Rechtspraak
Werknemer (54 jaar) is op 1 september 2004 in dienst getreden bij X (een dochteronderneming van ABN) als beleggingsstrateeg. X is overgenomen door BNP Paribas. X is vervolgens via juridische fusie op 8 mei 2009 samengevoegd met Bank Insinger De Beaufort (De Bank). Volgens De Bank is de functie van werknemer komen te vervallen vanwege centralisatie van taken door de moedermaatschappij. Nadat werknemer niet wilde instemmen met een beëindigingsregeling is werknemer op non-actief gesteld.

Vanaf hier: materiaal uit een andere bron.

//! Engine configuration.

use crate::error::{EngineError, EngineResult};
use rust_decimal::Decimal;
use sentinel_exec::ExecConfig;
use sentinel_risk::{ConnectivityConfig, RiskConfig, StageLimits};
use serde::{Deserialize, Serialize};
use std::path::Path;

/// Top-level configuration for one agent instance.
#[derive(Debug, Clone, Serialize, Deserialize)]
pub struct EngineConfig {
    /// Strategy tag mixed into every idempotency key.
    #[serde(default = "default_strategy")]
    pub strategy: String,

    /// Decision cycle interval.
    #[serde(default = "default_tick_interval_secs")]
    pub tick_interval_secs: u64,

    /// Presence of this file stops all trading.
    #[serde(default = "default_kill_switch_path")]
    pub kill_switch_path: String,

    /// Protective stop distance as a fraction of entry price, used when a
    /// position is recovered without a known stop.
    #[serde(default = "default_stop_distance_pct")]
    pub stop_distance_pct: Decimal,

    /// Minimum expected edge (fraction of notional) for an entry.
    #[serde(default = "default_min_edge_pct")]
    pub min_edge_pct: Decimal,

    #[serde(default)]
    pub exec: ExecConfig,

    #[serde(default)]
    pub risk: RiskConfig,

    #[serde(default)]
    pub connectivity: ConnectivityConfig,

    #[serde(default)]
    pub stage: StageLimits,
}

fn default_strategy() -> String {
    "grid_v2".to_string()
}
fn default_tick_interval_secs() -> u64 {
    5
}
fn default_kill_switch_path() -> String {
    "KILL_SWITCH".to_string()
}
fn default_stop_distance_pct() -> Decimal {
    Decimal::new(3, 2) // 0.03
}
fn default_min_edge_pct() -> Decimal {
    Decimal::new(1, 3) // 0.001
}

impl Default for EngineConfig {
    fn default() -> Self {
        Self {
            strategy: default_strategy(),
            tick_interval_secs: default_tick_interval_secs(),
            kill_switch_path: default_kill_switch_path(),
            stop_distance_pct: default_stop_distance_pct(),
            min_edge_pct: default_min_edge_pct(),
            exec: ExecConfig::default(),
            risk: RiskConfig::default(),
            connectivity: ConnectivityConfig::default(),
            stage: StageLimits::default(),
        }
    }
}

impl EngineConfig {
    /// Load configuration from file.
    pub fn load() -> EngineResult<Self> {
        let config_path =
            std::env::var("SENTINEL_CONFIG").unwrap_or_else(|_| "config/default.toml".to_string());

        if Path::new(&config_path).exists() {
            Self::from_file(&config_path)
        } else {
            tracing::warn!(path = %config_path, "Config file not found, using defaults");
            Ok(Self::default())
        }
    }

    /// Load from a specific file.
    pub fn from_file(path: &str) -> EngineResult<Self> {
        let content = std::fs::read_to_string(path)
            .map_err(|e| EngineError::Config(format!("Failed to read config: {e}")))?;

        toml::from_str(&content)
            .map_err(|e| EngineError::Config(format!("Failed to parse config: {e}")))
    }
}

#[cfg(test)]
mod tests {
    use super::*;
    use rust_decimal_macros::dec;

    #[test]
    fn test_defaults() {
        let config = EngineConfig::default();
        assert_eq!(config.tick_interval_secs, 5);
        assert_eq!(config.stop_distance_pct, dec!(0.03));
        assert_eq!(config.exec.max_ref_len, 36);
    }

    #[test]
    fn test_partial_toml_fills_defaults() {
        let config: EngineConfig = toml::from_str(
            r#"
            strategy = "breakout_v1"
            tick_interval_secs = 10

            [exec]
            symbol = "ETH-PERP"

            [risk]
            daily_loss_cap_pct = 0.03

            [stage]
            tier = 2
            "#,
        )
        .unwrap();

        assert_eq!(config.strategy, "breakout_v1");
        assert_eq!(config.tick_interval_secs, 10);
        assert_eq!(config.exec.symbol, "ETH-PERP");
        assert_eq!(config.exec.max_ref_len, 36);
        assert_eq!(config.risk.daily_loss_cap_pct, dec!(0.03));
        assert_eq!(config.risk.weekly_loss_cap_pct, dec!(0.125));
        assert_eq!(config.connectivity.heartbeat_stale_ms, 10_000);
        assert_eq!(config.stage.tier, 2);
        assert_eq!(config.stage.multiplier, dec!(4.0));
    }
}
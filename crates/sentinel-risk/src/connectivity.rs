//! Connectivity health monitoring.
//!
//! Classifies the market-data stream as healthy or degraded from the
//! heartbeat age and dropped-event count carried in each tick snapshot.
//! The monitor itself is stateless; the orchestrator owns the
//! degraded-since timestamp and the post-recovery cooldown.

use crate::config::ConnectivityConfig;
use chrono::{DateTime, Duration, Utc};
use sentinel_core::HealthView;
use tracing::warn;

/// Result of one health classification.
#[derive(Debug, Clone, PartialEq, Eq)]
pub struct HealthVerdict {
    pub is_degraded: bool,
    /// Names what degraded the stream; empty when healthy.
    pub reason: String,
}

impl HealthVerdict {
    pub fn healthy() -> Self {
        Self {
            is_degraded: false,
            reason: String::new(),
        }
    }

    pub fn degraded(reason: impl Into<String>) -> Self {
        Self {
            is_degraded: true,
            reason: reason.into(),
        }
    }
}

/// Stateless stream-health classifier.
#[derive(Debug, Clone)]
pub struct ConnectivityMonitor {
    config: ConnectivityConfig,
}

impl ConnectivityMonitor {
    pub fn new(config: ConnectivityConfig) -> Self {
        Self { config }
    }

    /// Degraded when the heartbeat is stale OR too many events dropped.
    pub fn check_health(&self, health: &HealthView) -> HealthVerdict {
        if health.heartbeat_age_ms > self.config.heartbeat_stale_ms {
            warn!(
                heartbeat_age_ms = health.heartbeat_age_ms,
                "stream degraded: stale heartbeat"
            );
            return HealthVerdict::degraded(format!(
                "heartbeat {}ms stale > {}ms max",
                health.heartbeat_age_ms, self.config.heartbeat_stale_ms
            ));
        }
        if health.dropped_events >= self.config.max_dropped_events {
            warn!(
                dropped = health.dropped_events,
                "stream degraded: dropped events"
            );
            return HealthVerdict::degraded(format!(
                "{} dropped events >= {} max",
                health.dropped_events, self.config.max_dropped_events
            ));
        }
        HealthVerdict::healthy()
    }

    /// Recovery needs both conditions back inside limits: heartbeat fresh
    /// AND zero dropped events since the counter reset.
    pub fn check_recovery(&self, health: &HealthView) -> bool {
        health.heartbeat_age_ms <= self.config.heartbeat_stale_ms && health.dropped_events == 0
    }

    /// Whether a continuous degraded spell has hit the HALT timeout.
    pub fn degraded_timeout(&self, entered_at: DateTime<Utc>, now: DateTime<Utc>) -> bool {
        now - entered_at >= Duration::seconds(self.config.degraded_timeout_secs)
    }

    /// Whether the post-recovery re-entry cooldown is still running.
    pub fn in_reentry_cooldown(&self, recovered_at: DateTime<Utc>, now: DateTime<Utc>) -> bool {
        now - recovered_at < Duration::seconds(self.config.reentry_cooldown_secs)
    }
}

#[cfg(test)]
mod tests {
    use super::*;

    fn monitor() -> ConnectivityMonitor {
        ConnectivityMonitor::new(ConnectivityConfig::default())
    }

    fn health(heartbeat_age_ms: i64, dropped_events: u32) -> HealthView {
        HealthView {
            rest_latency_p95_ms: 200,
            heartbeat_age_ms,
            dropped_events,
        }
    }

    #[test]
    fn test_healthy_stream() {
        let verdict = monitor().check_health(&health(2_000, 0));
        assert!(!verdict.is_degraded);
    }

    #[test]
    fn test_stale_heartbeat_degrades() {
        let verdict = monitor().check_health(&health(10_001, 0));
        assert!(verdict.is_degraded);
        assert!(verdict.reason.contains("heartbeat"));
    }

    #[test]
    fn test_heartbeat_exactly_at_limit_is_healthy() {
        let verdict = monitor().check_health(&health(10_000, 0));
        assert!(!verdict.is_degraded);
    }

    #[test]
    fn test_dropped_events_degrade() {
        let verdict = monitor().check_health(&health(1_000, 3));
        assert!(verdict.is_degraded);
        assert!(verdict.reason.contains("dropped"));
    }

    #[test]
    fn test_recovery_needs_both_conditions() {
        let m = monitor();
        assert!(m.check_recovery(&health(5_000, 0)));
        assert!(!m.check_recovery(&health(5_000, 1)));
        assert!(!m.check_recovery(&health(11_000, 0)));
    }

    #[test]
    fn test_degraded_timeout_at_sixty_seconds() {
        let m = monitor();
        let now = Utc::now();
        assert!(!m.degraded_timeout(now - Duration::seconds(59), now));
        assert!(m.degraded_timeout(now - Duration::seconds(60), now));
    }

    #[test]
    fn test_reentry_cooldown_window() {
        let m = monitor();
        let now = Utc::now();
        assert!(m.in_reentry_cooldown(now - Duration::seconds(299), now));
        assert!(!m.in_reentry_cooldown(now - Duration::seconds(300), now));
    }
}
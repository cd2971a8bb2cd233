//! Order execution against the venue.
//!
//! Everything that touches the venue API lives here: the dyn-compatible
//! `OrderVenue` trait (with a scriptable mock), the idempotent order
//! store, the executor that refuses to submit the same signal twice, and
//! the REST reconciler that resolves orders whose fate is unknown.

pub mod error;
pub mod executor;
pub mod reconcile;
pub mod store;
pub mod venue;

pub use error::{ExecError, ExecResult};
pub use executor::{ExecConfig, OrderExecutor, PlaceOutcome};
pub use reconcile::{ReconcileOutcome, Reconciler, StartupState};
pub use store::{InMemoryOrderStore, InsertOutcome, OrderRecord, OrderStore};
pub use venue::{
    AmendOutcome, BoxFuture, DynVenue, MockVenue, OrderAck, OrderRequest, OrderVenue,
    VenueExecution, VenueOrder, VenueOrderStatus, VenuePosition,
};
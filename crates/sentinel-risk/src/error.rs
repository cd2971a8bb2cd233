//! Risk error types.

use thiserror::Error;

#[derive(Debug, Error)]
pub enum RiskError {
    #[error("Risk gate blocked: {gate} - {reason}")]
    GateBlocked { gate: String, reason: String },

    #[error("Configuration error: {0}")]
    ConfigError(String),

    #[error("Data unavailable: {0}")]
    DataUnavailable(String),
}

pub type RiskResult<T> = Result<T, RiskError>;
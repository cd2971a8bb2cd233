//! Uniform safety-evaluator output.
//!
//! Verdicts are always derived, never stored as primary state: every tick
//! recomputes them from current inputs, which keeps the gate chain
//! auditable and replay-safe.

use serde::{Deserialize, Serialize};
use std::fmt;

/// Outcome of a safety evaluator.
#[derive(Debug, Clone, Copy, PartialEq, Eq, Hash, Serialize, Deserialize)]
#[serde(rename_all = "UPPERCASE")]
pub enum Verdict {
    /// No objection; trading may proceed.
    Pass,
    /// Entries suppressed, no state change.
    Block,
    /// Entries suppressed until sustained recovery; auto-clearing.
    Cooldown,
    /// Trading must stop; sticky until manual reset.
    Halt,
}

impl fmt::Display for Verdict {
    fn fmt(&self, f: &mut fmt::Formatter<'_>) -> fmt::Result {
        match self {
            Self::Pass => write!(f, "PASS"),
            Self::Block => write!(f, "BLOCK"),
            Self::Cooldown => write!(f, "COOLDOWN"),
            Self::Halt => write!(f, "HALT"),
        }
    }
}

/// A verdict with its machine-readable reason.
#[derive(Debug, Clone, PartialEq, Eq, Serialize, Deserialize)]
pub struct GateVerdict {
    pub verdict: Verdict,
    /// Empty for PASS; names the breached condition otherwise.
    pub reason: String,
}

impl GateVerdict {
    pub fn pass() -> Self {
        Self {
            verdict: Verdict::Pass,
            reason: String::new(),
        }
    }

    pub fn block(reason: impl Into<String>) -> Self {
        Self {
            verdict: Verdict::Block,
            reason: reason.into(),
        }
    }

    pub fn cooldown(reason: impl Into<String>) -> Self {
        Self {
            verdict: Verdict::Cooldown,
            reason: reason.into(),
        }
    }

    pub fn halt(reason: impl Into<String>) -> Self {
        Self {
            verdict: Verdict::Halt,
            reason: reason.into(),
        }
    }

    pub fn is_pass(&self) -> bool {
        self.verdict == Verdict::Pass
    }

    pub fn is_block(&self) -> bool {
        self.verdict == Verdict::Block
    }

    pub fn is_cooldown(&self) -> bool {
        self.verdict == Verdict::Cooldown
    }

    pub fn is_halt(&self) -> bool {
        self.verdict == Verdict::Halt
    }
}

#[cfg(test)]
mod tests {
    use super::*;

    #[test]
    fn test_constructors() {
        assert!(GateVerdict::pass().is_pass());
        assert!(GateVerdict::halt("daily loss cap").is_halt());
        assert!(GateVerdict::cooldown("price collapse").is_cooldown());

        let block = GateVerdict::block("latency");
        assert!(block.is_block());
        assert!(!block.is_pass());
        assert!(!block.is_halt());
        assert_eq!(block.reason, "latency");
    }
}
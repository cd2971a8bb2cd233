//! Execution error types.

use thiserror::Error;

#[derive(Debug, Error)]
pub enum ExecError {
    #[error("Invalid order reference: {0}")]
    InvalidReference(#[from] sentinel_core::CoreError),

    #[error("Venue rejected request: {code} {message}")]
    Venue { code: i64, message: String },

    /// The venue cannot modify this order in place; the caller must fall
    /// back to cancel-and-replace or leave the order as is.
    #[error("Amend not supported for order {0}")]
    AmendUnsupported(String),

    #[error("Request timed out: {0}")]
    Timeout(String),

    #[error("Transport error: {0}")]
    Transport(String),
}

impl ExecError {
    /// Ambiguous failures: the request may have reached the venue, so the
    /// order's fate must be resolved by reconciliation, not by resubmitting.
    #[must_use]
    pub fn is_ambiguous(&self) -> bool {
        matches!(self, Self::Timeout(_) | Self::Transport(_))
    }
}

pub type ExecResult<T> = Result<T, ExecError>;
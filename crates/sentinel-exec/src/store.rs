//! Idempotent order store.
//!
//! One record per order reference, inserted atomically before the venue
//! ever sees the order. A reference that is already present means the
//! same decision was submitted earlier (possibly by a crashed process),
//! so the caller must reuse the record instead of resubmitting.

use chrono::{DateTime, Utc};
use parking_lot::Mutex;
use sentinel_core::{OrderRef, OrderRole, OrderSide, Price, SignalId, Size};
use serde::{Deserialize, Serialize};
use std::collections::HashMap;

/// One submitted (or about-to-be-submitted) order.
#[derive(Debug, Clone, PartialEq, Serialize, Deserialize)]
pub struct OrderRecord {
    pub reference: OrderRef,
    pub signal: SignalId,
    pub role: OrderRole,
    pub side: OrderSide,
    pub qty: Size,
    pub price: Option<Price>,
    /// Venue id, filled in once the submission is acknowledged.
    pub order_id: Option<String>,
    pub created_at: DateTime<Utc>,
}

impl OrderRecord {
    pub fn new(
        reference: OrderRef,
        signal: SignalId,
        role: OrderRole,
        side: OrderSide,
        qty: Size,
        price: Option<Price>,
    ) -> Self {
        Self {
            reference,
            signal,
            role,
            side,
            qty,
            price,
            order_id: None,
            created_at: Utc::now(),
        }
    }

    /// Whether the venue ever acknowledged this order.
    #[must_use]
    pub fn is_acked(&self) -> bool {
        self.order_id.is_some()
    }
}

/// Result of a check-and-insert.
#[derive(Debug, Clone, PartialEq)]
pub enum InsertOutcome {
    /// The reference was new; the caller owns the submission.
    Inserted,
    /// The reference already exists. Reuse this record, do not submit.
    Existing(OrderRecord),
}

/// Order persistence keyed by reference.
pub trait OrderStore: Send + Sync {
    /// Atomically insert `record` unless its reference already exists.
    fn try_insert(&self, record: OrderRecord) -> InsertOutcome;

    fn get(&self, reference: &OrderRef) -> Option<OrderRecord>;

    /// Attach the venue order id to an existing record.
    fn mark_acked(&self, reference: &OrderRef, order_id: &str);

    fn remove(&self, reference: &OrderRef);

    fn all(&self) -> Vec<OrderRecord>;
}

/// In-process store. A single mutex makes check-and-insert atomic with
/// respect to every other accessor.
#[derive(Debug, Default)]
pub struct InMemoryOrderStore {
    records: Mutex<HashMap<String, OrderRecord>>,
}

impl InMemoryOrderStore {
    pub fn new() -> Self {
        Self::default()
    }
}

impl OrderStore for InMemoryOrderStore {
    fn try_insert(&self, record: OrderRecord) -> InsertOutcome {
        let mut records = self.records.lock();
        match records.get(record.reference.as_str()) {
            Some(existing) => InsertOutcome::Existing(existing.clone()),
            None => {
                records.insert(record.reference.as_str().to_string(), record);
                InsertOutcome::Inserted
            }
        }
    }

    fn get(&self, reference: &OrderRef) -> Option<OrderRecord> {
        self.records.lock().get(reference.as_str()).cloned()
    }

    fn mark_acked(&self, reference: &OrderRef, order_id: &str) {
        if let Some(record) = self.records.lock().get_mut(reference.as_str()) {
            record.order_id = Some(order_id.to_string());
        }
    }

    fn remove(&self, reference: &OrderRef) {
        self.records.lock().remove(reference.as_str());
    }

    fn all(&self) -> Vec<OrderRecord> {
        self.records.lock().values().cloned().collect()
    }
}

#[cfg(test)]
mod tests {
    use super::*;
    use chrono::TimeZone;
    use rust_decimal_macros::dec;

    fn record() -> OrderRecord {
        let signal = SignalId::derive(
            "grid_v2",
            Utc.with_ymd_and_hms(2026, 3, 2, 12, 0, 0).unwrap(),
            OrderSide::Buy,
        );
        let reference = OrderRef::new(&signal, OrderRole::Entry, 36).unwrap();
        OrderRecord::new(
            reference,
            signal,
            OrderRole::Entry,
            OrderSide::Buy,
            Size::new(dec!(0.5)),
            Some(Price::new(dec!(50000))),
        )
    }

    #[test]
    fn test_second_insert_returns_existing() {
        let store = InMemoryOrderStore::new();
        assert_eq!(store.try_insert(record()), InsertOutcome::Inserted);

        match store.try_insert(record()) {
            InsertOutcome::Existing(existing) => {
                assert_eq!(existing.reference, record().reference);
            }
            InsertOutcome::Inserted => panic!("duplicate reference was inserted"),
        }
    }

    #[test]
    fn test_mark_acked_persists() {
        let store = InMemoryOrderStore::new();
        let r = record();
        store.try_insert(r.clone());
        store.mark_acked(&r.reference, "oid-1");

        let stored = store.get(&r.reference).unwrap();
        assert_eq!(stored.order_id.as_deref(), Some("oid-1"));
        assert!(stored.is_acked());
    }

    #[test]
    fn test_remove_frees_reference() {
        let store = InMemoryOrderStore::new();
        let r = record();
        store.try_insert(r.clone());
        store.remove(&r.reference);
        assert!(store.get(&r.reference).is_none());
        assert_eq!(store.try_insert(record()), InsertOutcome::Inserted);
    }
}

Volgens De Bank is de non-actiefstelling gelegen in het niet juist uitvoeren van taken door werknemer. Nadat werknemer in kort geding wedertewerkstelling heeft gevorderd en toegewezen gekregen, verzoekt De Bank thans ontbinding van de arbeidsovereenkomst met C=1.
De kantonrechter oordeelt als volgt. Het verzoek is niet of nauwelijks onderbouwd. Voorts lijkt het ontbindingsverzoek verband te houden met de fusie en daarmee met het opzegverbod wegens overgang van onderneming. Als juist zou zijn dat het ontslag zijn grondslag vindt in economische, technische of organisatorische redenen die wijziging voor de werkgelegenheid met zich meebrengen, heeft De Bank niet duidelijk gemaakt waarom nu juist de arbeidsplaats van werknemer vervalt. Zo ontbreekt informatie over de anciënniteit van andere medewerkers. Werknemer heeft gesteld dat er voldoende alternatieve functies zijn, maar De Bank weigert hierop in te gaan. De ten onrechte non-actiefstelling, het summierlijk onderbouwde verzoek en de arbeidsmarktpositie van werknemer, leiden tot ontbinding met C=1,7.